_Instructions to follow_:
Of the lines below, write out exactly those from the line with "repository 2d871bd01ada5202" through the line with "no external basin", both included, and skip the rest.

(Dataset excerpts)

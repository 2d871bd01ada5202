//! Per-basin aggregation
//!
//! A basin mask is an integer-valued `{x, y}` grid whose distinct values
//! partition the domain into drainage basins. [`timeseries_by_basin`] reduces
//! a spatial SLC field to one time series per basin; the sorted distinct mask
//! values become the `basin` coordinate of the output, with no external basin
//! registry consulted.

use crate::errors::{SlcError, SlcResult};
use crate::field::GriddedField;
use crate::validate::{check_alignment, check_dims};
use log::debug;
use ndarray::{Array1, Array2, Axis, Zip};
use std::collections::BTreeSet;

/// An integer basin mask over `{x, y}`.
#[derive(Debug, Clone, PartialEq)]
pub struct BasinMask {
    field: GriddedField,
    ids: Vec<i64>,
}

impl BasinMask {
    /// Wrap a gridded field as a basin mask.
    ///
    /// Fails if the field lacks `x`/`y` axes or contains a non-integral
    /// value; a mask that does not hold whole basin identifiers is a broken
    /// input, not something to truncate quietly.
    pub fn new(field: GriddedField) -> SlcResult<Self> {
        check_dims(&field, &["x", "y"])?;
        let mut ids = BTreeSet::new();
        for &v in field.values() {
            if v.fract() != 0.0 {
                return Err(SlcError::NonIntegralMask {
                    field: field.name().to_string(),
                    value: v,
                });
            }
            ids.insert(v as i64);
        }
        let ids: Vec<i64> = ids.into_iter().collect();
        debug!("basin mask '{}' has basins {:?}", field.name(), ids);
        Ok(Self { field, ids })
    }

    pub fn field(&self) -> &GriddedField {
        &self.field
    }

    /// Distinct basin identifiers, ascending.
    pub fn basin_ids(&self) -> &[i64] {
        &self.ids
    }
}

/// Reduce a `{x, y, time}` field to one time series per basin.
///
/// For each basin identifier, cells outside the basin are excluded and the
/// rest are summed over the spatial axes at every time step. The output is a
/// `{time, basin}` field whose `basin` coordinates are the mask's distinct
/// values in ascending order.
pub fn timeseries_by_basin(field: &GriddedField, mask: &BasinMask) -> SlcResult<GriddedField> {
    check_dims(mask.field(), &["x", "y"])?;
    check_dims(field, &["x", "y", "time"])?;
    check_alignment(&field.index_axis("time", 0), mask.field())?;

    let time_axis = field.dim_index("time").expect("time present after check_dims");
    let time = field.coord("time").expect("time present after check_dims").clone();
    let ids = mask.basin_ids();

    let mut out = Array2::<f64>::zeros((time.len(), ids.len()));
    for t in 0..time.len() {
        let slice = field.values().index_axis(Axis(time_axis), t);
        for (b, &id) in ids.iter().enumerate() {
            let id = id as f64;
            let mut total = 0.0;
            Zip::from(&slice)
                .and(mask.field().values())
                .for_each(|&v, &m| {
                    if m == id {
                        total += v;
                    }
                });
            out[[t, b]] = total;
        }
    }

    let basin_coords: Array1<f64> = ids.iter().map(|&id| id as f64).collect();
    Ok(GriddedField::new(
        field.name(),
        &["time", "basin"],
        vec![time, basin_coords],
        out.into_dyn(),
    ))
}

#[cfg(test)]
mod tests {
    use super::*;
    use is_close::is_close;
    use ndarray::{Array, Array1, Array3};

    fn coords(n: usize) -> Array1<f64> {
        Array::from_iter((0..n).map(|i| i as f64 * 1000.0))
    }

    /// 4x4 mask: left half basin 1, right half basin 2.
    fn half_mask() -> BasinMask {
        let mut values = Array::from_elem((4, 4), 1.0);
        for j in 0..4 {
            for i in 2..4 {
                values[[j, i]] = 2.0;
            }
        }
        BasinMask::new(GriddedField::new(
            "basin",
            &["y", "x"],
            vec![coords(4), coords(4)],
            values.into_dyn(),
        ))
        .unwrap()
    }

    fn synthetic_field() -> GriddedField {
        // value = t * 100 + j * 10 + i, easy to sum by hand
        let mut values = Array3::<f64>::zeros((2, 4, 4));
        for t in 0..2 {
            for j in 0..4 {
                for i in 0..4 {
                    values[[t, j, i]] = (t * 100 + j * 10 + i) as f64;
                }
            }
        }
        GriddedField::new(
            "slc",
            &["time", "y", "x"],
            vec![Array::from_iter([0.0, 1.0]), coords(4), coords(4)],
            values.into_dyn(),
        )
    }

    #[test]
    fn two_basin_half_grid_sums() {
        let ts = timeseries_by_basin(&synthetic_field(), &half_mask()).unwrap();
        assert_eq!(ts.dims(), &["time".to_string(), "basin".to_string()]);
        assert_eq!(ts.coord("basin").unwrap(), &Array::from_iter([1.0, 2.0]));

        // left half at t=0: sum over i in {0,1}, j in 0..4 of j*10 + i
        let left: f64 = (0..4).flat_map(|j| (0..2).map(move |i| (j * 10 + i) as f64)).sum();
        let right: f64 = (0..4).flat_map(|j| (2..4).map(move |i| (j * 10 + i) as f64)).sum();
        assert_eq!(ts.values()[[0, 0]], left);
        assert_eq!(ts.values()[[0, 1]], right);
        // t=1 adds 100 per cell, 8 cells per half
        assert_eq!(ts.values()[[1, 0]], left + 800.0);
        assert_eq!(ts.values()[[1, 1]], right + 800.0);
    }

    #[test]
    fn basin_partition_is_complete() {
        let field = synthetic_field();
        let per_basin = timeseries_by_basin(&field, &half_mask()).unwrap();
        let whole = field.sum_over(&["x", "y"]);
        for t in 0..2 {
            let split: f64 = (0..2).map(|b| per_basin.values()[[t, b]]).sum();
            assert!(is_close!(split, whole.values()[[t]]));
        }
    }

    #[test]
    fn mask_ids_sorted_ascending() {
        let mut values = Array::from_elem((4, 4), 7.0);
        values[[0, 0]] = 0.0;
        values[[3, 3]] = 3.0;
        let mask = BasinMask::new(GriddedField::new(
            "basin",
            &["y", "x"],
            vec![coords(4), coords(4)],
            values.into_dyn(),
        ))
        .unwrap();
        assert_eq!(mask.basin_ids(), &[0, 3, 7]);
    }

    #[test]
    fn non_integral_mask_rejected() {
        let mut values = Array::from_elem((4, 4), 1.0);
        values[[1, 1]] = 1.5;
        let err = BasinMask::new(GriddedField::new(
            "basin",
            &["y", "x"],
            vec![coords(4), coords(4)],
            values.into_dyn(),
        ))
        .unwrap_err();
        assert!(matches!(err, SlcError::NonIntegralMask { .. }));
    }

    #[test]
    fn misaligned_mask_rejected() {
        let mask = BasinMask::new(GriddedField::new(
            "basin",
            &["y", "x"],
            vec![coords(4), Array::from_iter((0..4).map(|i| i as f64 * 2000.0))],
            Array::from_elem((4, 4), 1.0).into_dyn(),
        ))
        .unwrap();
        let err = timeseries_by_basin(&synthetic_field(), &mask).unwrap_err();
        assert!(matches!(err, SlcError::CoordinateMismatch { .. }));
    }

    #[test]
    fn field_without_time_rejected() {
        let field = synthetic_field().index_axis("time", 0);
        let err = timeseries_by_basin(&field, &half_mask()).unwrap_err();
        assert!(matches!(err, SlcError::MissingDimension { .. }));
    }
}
--
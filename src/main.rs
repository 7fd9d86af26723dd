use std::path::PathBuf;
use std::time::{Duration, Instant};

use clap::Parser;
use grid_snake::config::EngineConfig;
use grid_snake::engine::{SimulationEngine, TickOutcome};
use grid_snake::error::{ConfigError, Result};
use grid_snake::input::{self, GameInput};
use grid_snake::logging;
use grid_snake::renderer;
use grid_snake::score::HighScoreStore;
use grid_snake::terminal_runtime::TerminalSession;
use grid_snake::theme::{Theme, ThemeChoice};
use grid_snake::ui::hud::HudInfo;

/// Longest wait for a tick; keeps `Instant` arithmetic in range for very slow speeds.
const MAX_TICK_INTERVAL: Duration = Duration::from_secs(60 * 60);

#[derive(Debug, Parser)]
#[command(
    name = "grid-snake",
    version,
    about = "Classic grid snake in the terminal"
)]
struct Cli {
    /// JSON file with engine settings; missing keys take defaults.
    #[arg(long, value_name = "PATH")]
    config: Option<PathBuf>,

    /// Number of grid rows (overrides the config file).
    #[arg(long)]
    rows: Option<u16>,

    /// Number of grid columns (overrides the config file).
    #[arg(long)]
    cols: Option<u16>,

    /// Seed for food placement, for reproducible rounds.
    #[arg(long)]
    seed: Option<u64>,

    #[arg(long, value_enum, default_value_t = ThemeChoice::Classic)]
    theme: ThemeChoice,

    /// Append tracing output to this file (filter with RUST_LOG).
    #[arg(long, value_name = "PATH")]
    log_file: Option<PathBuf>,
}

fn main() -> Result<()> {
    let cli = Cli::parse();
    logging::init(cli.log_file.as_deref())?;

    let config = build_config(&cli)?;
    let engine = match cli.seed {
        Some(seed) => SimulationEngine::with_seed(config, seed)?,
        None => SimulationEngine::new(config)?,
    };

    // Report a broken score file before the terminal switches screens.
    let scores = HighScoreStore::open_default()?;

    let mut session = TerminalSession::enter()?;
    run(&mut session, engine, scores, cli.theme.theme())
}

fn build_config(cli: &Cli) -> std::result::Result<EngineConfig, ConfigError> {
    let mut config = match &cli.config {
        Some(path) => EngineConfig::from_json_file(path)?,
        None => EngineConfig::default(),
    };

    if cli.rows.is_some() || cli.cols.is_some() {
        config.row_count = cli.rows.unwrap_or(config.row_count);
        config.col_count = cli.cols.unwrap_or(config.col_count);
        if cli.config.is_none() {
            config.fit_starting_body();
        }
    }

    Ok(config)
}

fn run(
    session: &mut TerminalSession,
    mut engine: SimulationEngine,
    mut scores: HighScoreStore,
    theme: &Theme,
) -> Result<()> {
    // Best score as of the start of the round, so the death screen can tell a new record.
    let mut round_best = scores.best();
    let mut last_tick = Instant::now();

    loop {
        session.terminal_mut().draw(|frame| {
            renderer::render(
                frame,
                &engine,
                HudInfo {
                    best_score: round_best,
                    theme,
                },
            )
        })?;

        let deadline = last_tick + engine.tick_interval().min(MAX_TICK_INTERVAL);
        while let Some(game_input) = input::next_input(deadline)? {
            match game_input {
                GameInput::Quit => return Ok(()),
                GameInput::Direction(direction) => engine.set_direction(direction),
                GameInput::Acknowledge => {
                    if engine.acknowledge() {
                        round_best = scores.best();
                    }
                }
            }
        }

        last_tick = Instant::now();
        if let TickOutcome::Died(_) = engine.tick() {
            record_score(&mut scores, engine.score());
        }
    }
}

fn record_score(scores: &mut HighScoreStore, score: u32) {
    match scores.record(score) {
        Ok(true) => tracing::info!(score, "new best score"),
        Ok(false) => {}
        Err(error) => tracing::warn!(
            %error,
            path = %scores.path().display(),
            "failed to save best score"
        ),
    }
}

_Response_:
repository 2d871bd01ada5202
//! Per-basin aggregation
//!
//! A basin mask is an integer-valued `{x, y}` grid whose distinct values
//! partition the domain into drainage basins. [`timeseries_by_basin`] reduces
//! a spatial SLC field to one time series per basin; the sorted distinct mask
//! values become the `basin` coordinate of the output, with no external basin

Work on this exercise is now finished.